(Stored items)
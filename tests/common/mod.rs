#![allow(dead_code)]

use std::f64::consts::PI;
use std::fs::File;
use std::path::Path;

use crit_courses::{CourseConfig, Fix, LapDetectionConfig};
use geo::point;
use gpx::{Gpx, GpxVersion, Track, TrackSegment, Waypoint};

/// One lap around a square of `perimeter_m`, starting at its south-west
/// corner and heading east. Elevation swings 2 m peak to peak, ten fixes
/// per swing.
pub fn square_lap(points: usize, perimeter_m: f64, lat0: f64, lon0: f64) -> Vec<Fix> {
    let per_side = points / 4;
    let side = perimeter_m / 4.0;
    let step = side / per_side as f64;
    let dlat = step / 111_035.0;
    let dlon = step / (111_320.0 * lat0.to_radians().cos());
    let n = per_side as f64;

    let mut xy = Vec::with_capacity(points);
    for i in 0..per_side {
        xy.push((0.0, i as f64));
    }
    for i in 0..per_side {
        xy.push((i as f64, n));
    }
    for i in 0..per_side {
        xy.push((n, n - i as f64));
    }
    for i in 0..per_side {
        xy.push((n - i as f64, 0.0));
    }

    xy.into_iter()
        .enumerate()
        .map(|(i, (y, x))| {
            let ele = 200.0 + (2.0 * PI * i as f64 / 10.0).sin();
            Fix::new(lat0 + y * dlat, lon0 + x * dlon, ele)
        })
        .collect()
}

pub fn laps(lap: &[Fix], count: usize) -> Vec<Fix> {
    (0..count).flat_map(|_| lap.iter().copied()).collect()
}

/// Writes `fixes` as a single-segment GPX 1.1 track.
pub fn write_track(path: &Path, name: &str, fixes: &[Fix]) {
    let mut segment = TrackSegment::new();
    for fix in fixes {
        let mut wp = Waypoint::new(point!(x: fix.lon, y: fix.lat));
        wp.elevation = Some(fix.ele);
        segment.points.push(wp);
    }

    let mut track = Track::new();
    track.name = Some(name.to_string());
    track.segments.push(segment);

    let gpx = Gpx {
        version: GpxVersion::Gpx11,
        creator: Some("Garmin Connect".to_string()),
        tracks: vec![track],
        ..Gpx::default()
    };

    if let Some(parent) = path.parent() {
        std::fs::create_dir_all(parent).unwrap();
    }
    gpx::write(&gpx, File::create(path).unwrap()).unwrap();
}

/// Detection tuned for the synthetic laps: only exact revisits of the
/// start count, and the 5 m gap back to the start is closed.
pub fn synthetic_laps(base: LapDetectionConfig) -> LapDetectionConfig {
    LapDetectionConfig {
        proximity_m: 4.0,
        guard: 20,
        closure_tolerance_m: 3.0,
        ..base
    }
}

pub fn offline_config() -> CourseConfig {
    let mut config = CourseConfig::default();
    config.detailed = synthetic_laps(LapDetectionConfig::detailed());
    config.preview = synthetic_laps(LapDetectionConfig::preview());
    config.geocoder.enabled = false;
    config
}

Your objective - Using the data above, reproduce exactly the lines from the line that contains "xy.into_iter()" through the line that contains "start is closed.", including both.

Solution for this problem -
    xy.into_iter()
        .enumerate()
        .map(|(i, (y, x))| {
            let ele = 200.0 + (2.0 * PI * i as f64 / 10.0).sin();
            Fix::new(lat0 + y * dlat, lon0 + x * dlon, ele)
        })
        .collect()
}

pub fn laps(lap: &[Fix], count: usize) -> Vec<Fix> {
    (0..count).flat_map(|_| lap.iter().copied()).collect()
}

/// Writes `fixes` as a single-segment GPX 1.1 track.
pub fn write_track(path: &Path, name: &str, fixes: &[Fix]) {
    let mut segment = TrackSegment::new();
    for fix in fixes {
        let mut wp = Waypoint::new(point!(x: fix.lon, y: fix.lat));
        wp.elevation = Some(fix.ele);
        segment.points.push(wp);
    }

    let mut track = Track::new();
    track.name = Some(name.to_string());
    track.segments.push(segment);

    let gpx = Gpx {
        version: GpxVersion::Gpx11,
        creator: Some("Garmin Connect".to_string()),
        tracks: vec![track],
        ..Gpx::default()
    };

    if let Some(parent) = path.parent() {
        std::fs::create_dir_all(parent).unwrap();
    }
    gpx::write(&gpx, File::create(path).unwrap()).unwrap();
}

/// Detection tuned for the synthetic laps: only exact revisits of the
/// start count, and the 5 m gap back to the start is closed.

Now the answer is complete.